By Allan Acton, Consultant (HCAHPS & Other Surveys), HealthStream
I had a powerful experience at a community hospital recently. I was reviewing results from a physician survey, and the ranking of the “would recommend this hospital to family and friends” question was very low – 17th percentile. The audience was a group of managers and department heads, but not physicians.
By way of background, this hospital has about 125 beds, and is in an economically depressed community. Further, their main competitors are two larger community hospitals and a teaching facility. It has no signature, differentiating programs and copes with an older physical plant. The administrative team has been in place about 5 years and has made many operational and nursing improvements. Even so, the medical staff, which is older and long-tenured, would not particularly recommend the hospital.
I started to dismiss this question as a geographic result; if physicians, their families, and friends don’t live in this community, how could they be expected to recommend this hospital? However, I asked the group what was behind this, and a lively discussion followed. Turns out, the employee survey results are also low on this topic, and many of them do live in the community. And, their HCAHPS scores are good concerning patient experience, but the overall rating and likelihood to recommend are much lower. So what gives, I asked.
The consensus opinion is that the hospital has failed to reposition itself as staff and services have improved. They have spent millions on upgrading systems and staff skill levels. But they have not effectively communicated that to the community, employees and physicians. (The medical staff has its own issues – reluctance to change, the absence of a hospitalist program, and other factors.) But the managers are very engaged. They feel the hospital is better than its competitors on most issues, but the facility is seen in the community as it was 5 or 10 years ago. (Indeed, the data bear this out: the hospital is seen by its physicians as equivalent to or better than the others, except on the question “Image in the community.” On image, it trailed all three competitors.) The discussion got to the point where the managers felt they needed to own the image or brand of the facility. “We are better than they know” was one comment. Another said, “We are in this together with the doctors and the patients. Our jobs depend on it.”
There are few forces more powerful in managing the image of a hospital than the commitment and engagement of its employees. Their communication, through both word and deed, that the hospital is a safe, high quality institution, where they are proud to be part of the care team, is essential to the organization’s success. The bully pulpit of engaged employees is a wonder to behold. This discussion was a classic example of a separation between job engagement and organizational engagement. The lack of organizational engagement clearly damages the perception of the hospital, as employees and physicians are not promoters and supporters of it. If the employees and the doctors don’t respect the hospital, they show it in a thousand ways, and who could blame patients for picking up on their attitudes?
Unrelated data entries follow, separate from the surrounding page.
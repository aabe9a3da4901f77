// Copyright (c) 2024 The Fuego Developers

//! `tx_extra` tag classification.

/// Tag byte announcing a run of zero padding.
pub const TX_EXTRA_TAG_PADDING: u8 = 0x00;

/// Tag byte announcing a HEAT burn commitment record.
pub const TX_EXTRA_HEAT_COMMITMENT: u8 = 0x08;

/// Maximum number of zero bytes consumed after a padding tag.
pub const TX_EXTRA_PADDING_MAX_RUN: usize = 255;

/// The behavioral class of a `tx_extra` tag byte.
///
/// Only padding and HEAT commitments are interpreted; every other value is an
/// opaque, varint length-prefixed record.
#[derive(Debug, Clone, Copy, PartialEq, Eq, Hash)]
pub enum ExtraTag {
    /// Zero padding (`0x00`)
    Padding,
    /// HEAT burn commitment (`0x08`)
    HeatCommitment,
    /// Any other tag, skipped by length
    Other(u8),
}

impl From<u8> for ExtraTag {
    fn from(byte: u8) -> Self {
        match byte {
            TX_EXTRA_TAG_PADDING => ExtraTag::Padding,
            TX_EXTRA_HEAT_COMMITMENT => ExtraTag::HeatCommitment,
            other => ExtraTag::Other(other),
        }
    }
}

impl std::fmt::Display for ExtraTag {
    fn fmt(&self, f: &mut std::fmt::Formatter<'_>) -> std::fmt::Result {
        match self {
            ExtraTag::Padding => write!(f, "padding"),
            ExtraTag::HeatCommitment => write!(f, "heat_commitment"),
            ExtraTag::Other(byte) => write!(f, "other(0x{:02x})", byte),
        }
    }
}

#[cfg(test)]
mod tests {
    use super::*;

    #[test]
    fn test_tag_classification() {
        assert_eq!(ExtraTag::from(0x00), ExtraTag::Padding);
        assert_eq!(ExtraTag::from(0x08), ExtraTag::HeatCommitment);
        assert_eq!(ExtraTag::from(0x01), ExtraTag::Other(0x01));
        assert_eq!(ExtraTag::from(0x07), ExtraTag::Other(0x07));
        assert_eq!(ExtraTag::from(0x09), ExtraTag::Other(0x09));
        assert_eq!(ExtraTag::from(0xff), ExtraTag::Other(0xff));
    }

    #[test]
    fn test_tag_display() {
        assert_eq!(ExtraTag::Padding.to_string(), "padding");
        assert_eq!(ExtraTag::HeatCommitment.to_string(), "heat_commitment");
        assert_eq!(ExtraTag::Other(0x02).to_string(), "other(0x02)");
    }
}
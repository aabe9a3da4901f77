// Copyright (c) 2024 The Fuego Developers

//! Serializable burn detection reports.

use serde::{Deserialize, Serialize};

use crate::{address::extract_destination_address, commitment::CommitmentRecord};

/// Report kind for HEAT commitments.
pub const HEAT_COMMITMENT_KIND: &str = "heat_commitment";

/// A detected burn, with binary fields hex-encoded for display and transport.
#[derive(Debug, Clone, PartialEq, Eq, Serialize, Deserialize)]
pub struct BurnReport {
    /// Record kind, always `heat_commitment`
    #[serde(rename = "type")]
    pub kind: String,

    /// Commitment hash (hex)
    pub commitment_hash: String,

    /// Burned amount in atomic units
    pub amount: u64,

    /// Metadata (hex, empty when absent)
    pub metadata: String,

    /// Metadata length in bytes
    pub metadata_size: usize,

    /// Always true for a decoded commitment
    pub is_burn: bool,

    /// Ethereum address found in the metadata, if any
    #[serde(default, skip_serializing_if = "Option::is_none")]
    pub destination_address: Option<String>,
}

impl BurnReport {
    /// Build a report without looking for a destination address.
    pub fn from_record(record: &CommitmentRecord) -> Self {
        Self {
            kind: HEAT_COMMITMENT_KIND.to_string(),
            commitment_hash: hex::encode(record.commitment_hash),
            amount: record.amount,
            metadata: hex::encode(&record.metadata),
            metadata_size: record.metadata.len(),
            is_burn: true,
            destination_address: None,
        }
    }

    /// Build a report and fill in the destination address from the metadata.
    pub fn with_destination(record: &CommitmentRecord) -> Self {
        Self {
            destination_address: extract_destination_address(&record.metadata),
            ..Self::from_record(record)
        }
    }

    /// Build a report, extracting the destination address only when asked.
    pub fn for_record(record: &CommitmentRecord, extract_address: bool) -> Self {
        if extract_address {
            Self::with_destination(record)
        } else {
            Self::from_record(record)
        }
    }

    /// Convert to JSON string.
    pub fn to_json(&self) -> String {
        serde_json::to_string(self).unwrap_or_else(|_| "{}".to_string())
    }

    /// Convert to pretty-printed JSON string.
    pub fn to_json_pretty(&self) -> String {
        serde_json::to_string_pretty(self).unwrap_or_else(|_| "{}".to_string())
    }
}
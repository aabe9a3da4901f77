#![no_main]

use libfuzzer_sys::fuzz_target;

use fuego_burn_core::{
    decode_commitment, extract_destination_address, scan, scan_detailed, BurnReport,
};

// Fuzz target for tx_extra scanning.
//
// tx_extra is attacker-controlled: anyone can submit a transaction with
// arbitrary extra bytes. Scanning must terminate and never panic.
fuzz_target!(|data: &[u8]| {
    let detailed = scan_detailed(data);
    assert_eq!(scan(data).is_some(), detailed.is_ok());

    if let Ok(record) = detailed {
        // A decoded record re-encodes to the bytes it came from.
        let encoded = record.to_extra_bytes().expect("decoded metadata fits in a length byte");
        assert!(data.windows(encoded.len()).any(|window| window == encoded.as_slice()));

        let again = decode_commitment(&encoded, 1).expect("re-encoded record decodes");
        assert_eq!(again, record);

        let report = BurnReport::with_destination(&record);
        let _ = report.to_json();
    }

    // Decoding from every offset must stay in bounds.
    for pos in 0..=data.len().min(64) {
        let _ = decode_commitment(data, pos);
    }

    let _ = extract_destination_address(data);
});
// Copyright (c) 2024 The Fuego Developers

//! Configuration for the burn detector CLI.

use serde::{Deserialize, Serialize};
use std::path::Path;

/// How detection results are printed.
#[derive(Debug, Clone, Copy, Serialize, Deserialize, Default, PartialEq, Eq)]
#[serde(rename_all = "kebab-case")]
pub enum OutputMode {
    /// Human-readable key/value lines
    #[default]
    Text,
    /// One JSON object per line
    Json,
    /// Indented JSON
    JsonPretty,
}

/// Burn detector configuration.
#[derive(Debug, Clone, Serialize, Deserialize)]
pub struct DetectorConfig {
    /// Output format for reports
    #[serde(default)]
    pub output_mode: OutputMode,

    /// Look for an Ethereum destination address in commitment metadata
    #[serde(default = "default_extract_address")]
    pub extract_address: bool,

    /// Largest tx_extra accepted, in bytes
    #[serde(default = "default_max_extra_bytes")]
    pub max_extra_bytes: usize,
}

fn default_extract_address() -> bool {
    true
}

fn default_max_extra_bytes() -> usize {
    4096
}

impl Default for DetectorConfig {
    fn default() -> Self {
        Self {
            output_mode: OutputMode::default(),
            extract_address: default_extract_address(),
            max_extra_bytes: default_max_extra_bytes(),
        }
    }
}

impl DetectorConfig {
    /// Load configuration from a TOML file.
    pub fn from_file(path: &Path) -> anyhow::Result<Self> {
        let content = std::fs::read_to_string(path)?;
        Self::from_toml(&content)
    }

    /// Parse and validate configuration from a TOML string.
    pub fn from_toml(content: &str) -> anyhow::Result<Self> {
        let config: DetectorConfig = toml::from_str(content)?;
        config.validate()?;
        Ok(config)
    }

    /// Load the configuration file if it exists, otherwise use defaults.
    pub fn load_or_default(path: &Path) -> anyhow::Result<Self> {
        if path.exists() {
            tracing::info!("Loading configuration from {}", path.display());
            Self::from_file(path)
        } else {
            tracing::debug!("No configuration at {}, using defaults", path.display());
            Ok(Self::default())
        }
    }

    /// Validate the configuration.
    pub fn validate(&self) -> anyhow::Result<()> {
        if self.max_extra_bytes == 0 {
            anyhow::bail!("max_extra_bytes must be greater than zero");
        }
        Ok(())
    }
}
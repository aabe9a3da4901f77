// Copyright (c) 2024 The Fuego Developers

//! JSON writer.
//!
//! Outputs results as JSON objects, suitable for piping to other tools.

use super::ReportWriter;
use fuego_burn_core::{BurnReport, ScanError};
use serde_json::json;
use std::io::Write;

/// Writer that prints results as JSON.
pub struct JsonWriter {
    /// Whether to use pretty printing
    pretty: bool,
}

impl JsonWriter {
    /// Create a new single-line JSON writer.
    pub fn new() -> Self {
        Self { pretty: false }
    }

    /// Create a new JSON writer with pretty printing.
    pub fn pretty() -> Self {
        Self { pretty: true }
    }

    fn emit(&self, out: &mut dyn Write, value: &serde_json::Value) -> anyhow::Result<()> {
        let output = if self.pretty {
            serde_json::to_string_pretty(value)?
        } else {
            serde_json::to_string(value)?
        };
        writeln!(out, "{}", output)?;
        Ok(())
    }
}

impl Default for JsonWriter {
    fn default() -> Self {
        Self::new()
    }
}

impl ReportWriter for JsonWriter {
    fn write_report(&self, out: &mut dyn Write, report: &BurnReport) -> anyhow::Result<()> {
        self.emit(out, &serde_json::to_value(report)?)
    }

    fn write_not_found(
        &self,
        out: &mut dyn Write,
        reason: Option<&ScanError>,
    ) -> anyhow::Result<()> {
        let value = match reason {
            Some(reason) => json!({ "is_burn": false, "reason": reason.to_string() }),
            None => json!({ "is_burn": false }),
        };
        self.emit(out, &value)
    }

    fn write_address(&self, out: &mut dyn Write, address: Option<&str>) -> anyhow::Result<()> {
        self.emit(out, &json!({ "destination_address": address }))
    }
}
At the end, this management team was enthusiastic about the need for their teams to be a force for promoting the hospital in the community, with patients and through other channels. The action they take to develop this newly realized opportunity will determine the success of their hospital. The senior management team needs to embrace the power of internal marketing and to leverage the strength of the middle managers to reposition the perception of the hospital with all stakeholders.
Key Message: You must value and respect yourself before you can expect others to.